Al-Zoubi writes: Central Bank profits | The Book of Ammon

The Central Bank is an independent, non-profit institution whose main mission is to maintain monetary stability, manage foreign reserves, and contribute to achieving economic growth priorities.

However, the Central Bank’s annual report provides an important opportunity to review the bank’s financial performance. After all, the central bank is charged with managing the kingdom’s portfolio of foreign currency reserves, and it also accepts deposits from the government and banks, and lends to commercial banks and financial institutions within the framework of its broader objectives set by law.

The most important financial indicator shown in the annual report for the year 2023 is the Central Bank’s achievement of foreign currency revenues exceeding $700 million, or 1.5% of the gross domestic product.

That is, the Central Bank’s investment in foreign reserves amounting to more than $18 billion in risk-free bonds, safe deposits, and gold has generated additional income for the Kingdom in foreign currency. This income is sufficient to cover approximately half of the Kingdom’s foreign currency deficit.
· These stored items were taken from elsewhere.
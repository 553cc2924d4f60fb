//! Export command

use std::fs::File;
use std::io::{self, BufWriter, Write};
use std::path::PathBuf;

use clap::ValueEnum;

use crate::error::{BudgetError, BudgetResult};
use crate::export::{export_categories_csv, export_json, export_yaml};

use super::CliContext;

/// Export format options
#[derive(Debug, Clone, Copy, PartialEq, Eq, ValueEnum)]
pub enum ExportFormat {
    /// CSV format (one row per category)
    Csv,
    /// JSON format (full snapshot)
    Json,
    /// YAML format (full snapshot, human-readable)
    Yaml,
}

/// Handle `export`; writes to stdout when no output file is given
pub fn handle_export(
    ctx: &CliContext,
    output: Option<PathBuf>,
    format: ExportFormat,
) -> BudgetResult<()> {
    let planner = ctx.open()?;
    let data = planner.snapshot();

    let mut writer: Box<dyn Write> = match &output {
        Some(path) => {
            let file = File::create(path).map_err(|e| {
                BudgetError::Export(format!("Failed to create {}: {}", path.display(), e))
            })?;
            Box::new(BufWriter::new(file))
        }
        None => Box::new(io::stdout().lock()),
    };

    match format {
        ExportFormat::Csv => export_categories_csv(&data, &mut writer)?,
        ExportFormat::Json => {
            export_json(&data, &mut writer, true)?;
            writeln!(writer).map_err(|e| BudgetError::Export(e.to_string()))?;
        }
        ExportFormat::Yaml => export_yaml(&data, &mut writer)?,
    }
    writer
        .flush()
        .map_err(|e| BudgetError::Export(e.to_string()))?;

    if let Some(path) = output {
        eprintln!("Exported {} categories to {}", data.calculated_budget.categories.len(), path.display());
    }
    Ok(())
}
If we take into account the rise in the value of the central bank’s gold assets, the bank’s revenues alone become sufficient to cover the Kingdom’s entire foreign currency deficit and keep reserves from declining, without the need to borrow a single additional dollar from abroad.
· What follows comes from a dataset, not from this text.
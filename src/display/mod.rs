//! Display formatting for terminal output

pub mod budget;

pub use budget::{format_breakdown, format_category_details, format_rationale};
Even after excluding the Central Bank’s various expenses, the most important of which are those related to maintaining a comfortable margin between the dinar’s interest and the dollar, the Central Bank achieved a profit of 450 million dinars in 2023, a tenfold increase over the year 2022, when it achieved a profit of only 16 million dinars.

It is true that a large portion of the 2023 profit results from the revaluation of the Central Bank’s strategic gold assets, which rose (along with international prices) by about 325 million dinars. However, these profits remain realizable and transferable to the treasury, when the Central Bank deems so based on its strategic calculations of monetary policy objectives. They also (profits from valuing gold assets) constitute an integral part of foreign reserves that the Central Bank can liquidate when needed.
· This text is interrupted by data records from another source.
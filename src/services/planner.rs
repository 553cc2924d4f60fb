//! Planning session
//!
//! `BudgetPlanner` wires the factor resolver, allocation calculator,
//! preference adjuster, ledger and assistant merger into one session. It
//! owns the ledger, saves a full snapshot through the injected
//! [`PersistenceGateway`] after every committed change, and optionally
//! writes an audit trail.

use chrono::{DateTime, Utc};
use tracing::{debug, info, warn};

use crate::audit::{AuditEntry, AuditLogger, EntityType};
use crate::error::{BudgetError, BudgetResult};
use crate::models::{
    BudgetCategory, BudgetData, BudgetLocation, BudgetPreferences, CategoryId, Contract, Money,
    ProposalId,
};
use crate::storage::PersistenceGateway;

use super::allocation::{describe_total, AllocationCalculator, AllocationPolicy};
use super::assistant::{AssistantGateway, AssistantReply, ChatTurn, MergeReport};
use super::factors::FactorResolver;
use super::ledger::CategoryLedger;

/// Inputs for a new plan
#[derive(Debug, Clone, PartialEq)]
pub struct PlanRequest {
    pub total_budget: Money,
    pub guest_count: u32,
    /// Must carry a wedding date
    pub location: BudgetLocation,
    pub preferences: BudgetPreferences,
}

/// Handle for an assistant round trip in flight
#[derive(Debug, Clone)]
pub struct ProposalTicket {
    pub id: ProposalId,
    /// Ledger revision when the request was dispatched
    pub revision: u64,
    /// What the assistant gets to see
    pub snapshot: BudgetData,
}

/// What happened to an assistant reply
#[derive(Debug, Clone, PartialEq)]
pub enum ProposalOutcome {
    Applied(MergeReport),
    /// No patches came back (including timeouts)
    NoProposal,
    /// The session was closed before the reply arrived
    Discarded,
}

/// Reply text plus what the engine did with the patches
#[derive(Debug, Clone, PartialEq)]
pub struct AssistantExchange {
    pub reply: Option<String>,
    pub outcome: ProposalOutcome,
}

/// One planning session over a persisted budget
pub struct BudgetPlanner<G: PersistenceGateway> {
    gateway: G,
    ledger: CategoryLedger,
    guest_count: u32,
    location: BudgetLocation,
    preferences: BudgetPreferences,
    last_updated: DateTime<Utc>,
    audit: Option<AuditLogger>,
    revision: u64,
    closed: bool,
}

impl<G: PersistenceGateway> BudgetPlanner<G> {
    /// Plan a new budget with the default allocation policy
    pub fn start(gateway: G, request: PlanRequest) -> BudgetResult<Self> {
        Self::start_with_policy(gateway, request, AllocationPolicy::default())
    }

    /// Plan a new budget, then save it
    ///
    /// # Errors
    ///
    /// `InvalidInput` for a non-positive total, zero guests or a missing
    /// date; `InvalidDate` for an unparseable date.
    pub fn start_with_policy(
        gateway: G,
        request: PlanRequest,
        policy: AllocationPolicy,
    ) -> BudgetResult<Self> {
        if !request.total_budget.is_positive() || request.total_budget > Money::MAX_INPUT {
            return Err(BudgetError::InvalidInput(format!(
                "total budget must be positive and at most {}, got {}",
                Money::MAX_INPUT,
                request.total_budget
            )));
        }
        if request.guest_count == 0 {
            return Err(BudgetError::InvalidInput(
                "guest count must be at least 1".into(),
            ));
        }
        policy.validate()?;

        let factors = FactorResolver::resolve_location(&request.location)?;
        let budget = AllocationCalculator::new(policy).calculate(
            request.total_budget,
            request.guest_count,
            &factors,
            Some(&request.preferences),
        )?;
        let ledger = CategoryLedger::seed(budget, request.total_budget)?;

        info!(
            total = %request.total_budget,
            guests = request.guest_count,
            location = %request.location,
            "Planned new budget"
        );

        let planner = Self {
            gateway,
            ledger,
            guest_count: request.guest_count,
            location: request.location,
            preferences: request.preferences,
            last_updated: Utc::now(),
            audit: None,
            revision: 0,
            closed: false,
        };
        planner.persist();
        Ok(planner)
    }

    /// Resume the session saved in `gateway`, if there is one
    pub fn resume(gateway: G) -> BudgetResult<Option<Self>> {
        let Some(data) = gateway.load()? else {
            return Ok(None);
        };
        let ledger = CategoryLedger::restore(&data)?;
        debug!(categories = ledger.len(), "Resumed budget session");

        Ok(Some(Self {
            gateway,
            ledger,
            guest_count: data.guest_count,
            location: data.location,
            preferences: data.preferences,
            last_updated: data.last_updated,
            audit: None,
            revision: 0,
            closed: false,
        }))
    }

    /// Builder: record every committed change in an audit log
    pub fn with_audit(mut self, logger: AuditLogger) -> Self {
        self.audit = Some(logger);
        self
    }

    /// Write the initial state to the audit log
    pub fn audit_created(&self) {
        let snapshot = self.snapshot();
        self.audit(AuditEntry::create(
            EntityType::Budget,
            "budget",
            Some(snapshot.calculated_budget.rationale.total_budget.clone()),
            &snapshot,
        ));
    }

    pub fn ledger(&self) -> &CategoryLedger {
        &self.ledger
    }

    pub fn gateway(&self) -> &G {
        &self.gateway
    }

    pub fn preferences(&self) -> &BudgetPreferences {
        &self.preferences
    }

    pub fn guest_count(&self) -> u32 {
        self.guest_count
    }

    pub fn location(&self) -> &BudgetLocation {
        &self.location
    }

    /// Number of changes committed in this session
    pub fn revision(&self) -> u64 {
        self.revision
    }

    pub fn is_closed(&self) -> bool {
        self.closed
    }

    /// The full persisted shape of the session
    pub fn snapshot(&self) -> BudgetData {
        BudgetData {
            total_budget: self.ledger.total_budget(),
            guest_count: self.guest_count,
            location: self.location.clone(),
            preferences: self.preferences.clone(),
            calculated_budget: self.ledger.budget().clone(),
            last_updated: self.last_updated,
            retired_category_ids: self.ledger.retired_ids().clone(),
        }
    }

    /// Remove a category; see [`CategoryLedger::remove`]
    pub fn remove_category(&mut self, id: &CategoryId) -> BudgetResult<BudgetCategory> {
        self.ensure_open()?;
        let before = self.ledger.categories().to_vec();
        let removed = self.ledger.remove(id)?;

        let entry = AuditEntry::category_removed(&removed, &before, self.ledger.categories());
        self.committed(vec![entry]);
        Ok(removed)
    }

    /// Merge one category into another; see [`CategoryLedger::merge`]
    pub fn merge_categories(
        &mut self,
        source: &CategoryId,
        target: &CategoryId,
    ) -> BudgetResult<BudgetCategory> {
        self.ensure_open()?;
        let from = self.ledger.category(source).cloned();
        let into = self.ledger.category(target).cloned();
        let merged = self.ledger.merge(source, target)?;

        let mut entries = Vec::new();
        if let Some(from) = from {
            entries.push(AuditEntry::delete(
                EntityType::Category,
                from.id.as_str(),
                Some(from.name.clone()),
                &from,
            ));
        }
        if let Some(into) = into {
            entries.push(AuditEntry::category_updated(&into, &merged));
        }
        self.committed(entries);
        Ok(merged)
    }

    /// Add a category; see [`CategoryLedger::add`]
    pub fn add_category(&mut self, category: BudgetCategory) -> BudgetResult<BudgetCategory> {
        self.ensure_open()?;
        let before = self.ledger.categories().to_vec();
        let added = self.ledger.add(category)?;

        let entry = AuditEntry::category_added(&added, &before, self.ledger.categories());
        self.committed(vec![entry]);
        Ok(added)
    }

    /// Replace the preference set and re-weight costs
    pub fn apply_preferences(&mut self, preferences: BudgetPreferences) -> BudgetResult<()> {
        self.ensure_open()?;
        let before = self.ledger.categories().to_vec();
        self.ledger.apply_preferences(&preferences)?;

        let entry = AuditEntry::update(
            EntityType::Preferences,
            "preferences",
            None,
            &self.preferences,
            &preferences,
        )
        .with_ledger_changes(&before, self.ledger.categories());
        self.preferences = preferences;
        self.committed(vec![entry]);
        Ok(())
    }

    /// Record actual spending on a category
    pub fn record_actual_cost(&mut self, id: &CategoryId, amount: Money) -> BudgetResult<BudgetCategory> {
        self.ensure_open()?;
        let before = self.ledger.category(id).cloned();
        let updated = self.ledger.record_actual_cost(id, amount)?;
        self.committed(Self::category_update(before, &updated));
        Ok(updated)
    }

    /// Attach a vendor contract to a category
    pub fn attach_contract(&mut self, id: &CategoryId, contract: Contract) -> BudgetResult<BudgetCategory> {
        self.ensure_open()?;
        let before = self.ledger.category(id).cloned();
        let updated = self.ledger.attach_contract(id, contract)?;
        self.committed(Self::category_update(before, &updated));
        Ok(updated)
    }

    /// Change the total budget; shares stay, estimates scale
    pub fn set_total_budget(&mut self, total_budget: Money) -> BudgetResult<()> {
        self.ensure_open()?;
        let previous = self.ledger.total_budget();
        let before = self.ledger.categories().to_vec();
        let description = describe_total(total_budget, self.guest_count);
        self.ledger.set_total_budget(total_budget, description)?;

        let entry = AuditEntry::update(
            EntityType::Budget,
            "budget",
            None,
            &previous,
            &total_budget,
        )
        .with_ledger_changes(&before, self.ledger.categories())
        .with_summary(format!("totalBudget: {} -> {}", previous, total_budget));
        self.committed(vec![entry]);
        Ok(())
    }

    /// Capture the state to send to the assistant
    pub fn begin_proposal(&self) -> BudgetResult<ProposalTicket> {
        self.ensure_open()?;
        Ok(ProposalTicket {
            id: ProposalId::new(),
            revision: self.revision,
            snapshot: self.snapshot(),
        })
    }

    /// Apply the assistant's reply to whatever the ledger looks like now
    ///
    /// Patches are validated against the current ledger, not the ticket's
    /// snapshot, so edits made while the request was in flight win. A
    /// missing reply or one without patches is a no-op.
    pub fn complete_proposal(
        &mut self,
        ticket: ProposalTicket,
        reply: Option<AssistantReply>,
    ) -> BudgetResult<ProposalOutcome> {
        if self.closed {
            debug!(proposal = %ticket.id, "Session closed; discarding assistant reply");
            return Ok(ProposalOutcome::Discarded);
        }

        let patches = match reply.and_then(|r| r.patches) {
            Some(patches) if !patches.is_empty() => patches,
            _ => return Ok(ProposalOutcome::NoProposal),
        };

        if ticket.revision != self.revision {
            info!(
                proposal = %ticket.id,
                dispatched = ticket.revision,
                current = self.revision,
                "Ledger changed while the assistant was thinking; revalidating patches"
            );
        }

        let before = self.ledger.categories().to_vec();
        let report = self.ledger.apply_proposal(&patches)?;

        let entry = AuditEntry::update(
            EntityType::Proposal,
            ticket.id.to_string(),
            Some(format!(
                "{} applied, {} dropped",
                report.applied.len(),
                report.dropped.len()
            )),
            &before,
            &self.ledger.categories().to_vec(),
        )
        .with_ledger_changes(&before, self.ledger.categories());
        self.committed(vec![entry]);
        Ok(ProposalOutcome::Applied(report))
    }

    /// Ask the assistant and apply its patches in one step
    ///
    /// Assistant failures are logged and treated as "no proposal".
    pub fn ask_assistant(
        &mut self,
        assistant: &dyn AssistantGateway,
        message: &str,
        history: &[ChatTurn],
    ) -> BudgetResult<AssistantExchange> {
        let ticket = self.begin_proposal()?;
        match assistant.propose(message, &ticket.snapshot, history) {
            Ok(reply) => {
                let text = reply.reply.clone();
                let outcome = self.complete_proposal(ticket, Some(reply))?;
                Ok(AssistantExchange {
                    reply: Some(text),
                    outcome,
                })
            }
            Err(e) => {
                warn!(error = %e, "Assistant round trip failed; treating as no proposal");
                let outcome = self.complete_proposal(ticket, None)?;
                Ok(AssistantExchange {
                    reply: None,
                    outcome,
                })
            }
        }
    }

    /// Tear the session down; later replies are discarded
    pub fn close(&mut self) {
        if !self.closed {
            info!(revision = self.revision, "Closed budget session");
        }
        self.closed = true;
    }

    fn ensure_open(&self) -> BudgetResult<()> {
        if self.closed {
            return Err(BudgetError::SessionClosed);
        }
        Ok(())
    }

    fn category_update(before: Option<BudgetCategory>, after: &BudgetCategory) -> Vec<AuditEntry> {
        before
            .map(|before| {
                AuditEntry::category_updated(&before, after)
            })
            .into_iter()
            .collect()
    }

    fn committed(&mut self, entries: Vec<AuditEntry>) {
        self.revision += 1;
        self.last_updated = Utc::now();
        for entry in entries {
            self.audit(entry);
        }
        self.persist();
    }

    fn audit(&self, entry: AuditEntry) {
        if let Some(logger) = &self.audit {
            if let Err(e) = logger.log(&entry) {
                warn!(error = %e, "Failed to write audit entry");
            }
        }
    }

    fn persist(&self) {
        if let Err(e) = self.gateway.save(&self.snapshot()) {
            warn!(error = %e, "Failed to save budget snapshot");
        }
    }
}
The annual report of the Central Bank was prepared with a high degree of professionalism and transparency, and it is an important reference for many economic and banking issues, including: old Iraqi debts to the Central Bank worth 750 million dinars, the export credit support program worth 100 million dinars, and Corona loan guarantee packages worth 300 million dinars. million dinars, advance loans to small and medium-sized companies amounting to more than 800 million dinars, and dollar-dinar swap contracts amounting to 750 million dinars.

Non-specialists will wonder why the Kingdom’s foreign reserves are not being used in the local economy. The answer is that these reserves are actually offset by funds that entered the Jordanian economy in dinar currency. That is, it is a corresponding balance for the dinars circulating in the economy, and it is not permissible to use it locally again.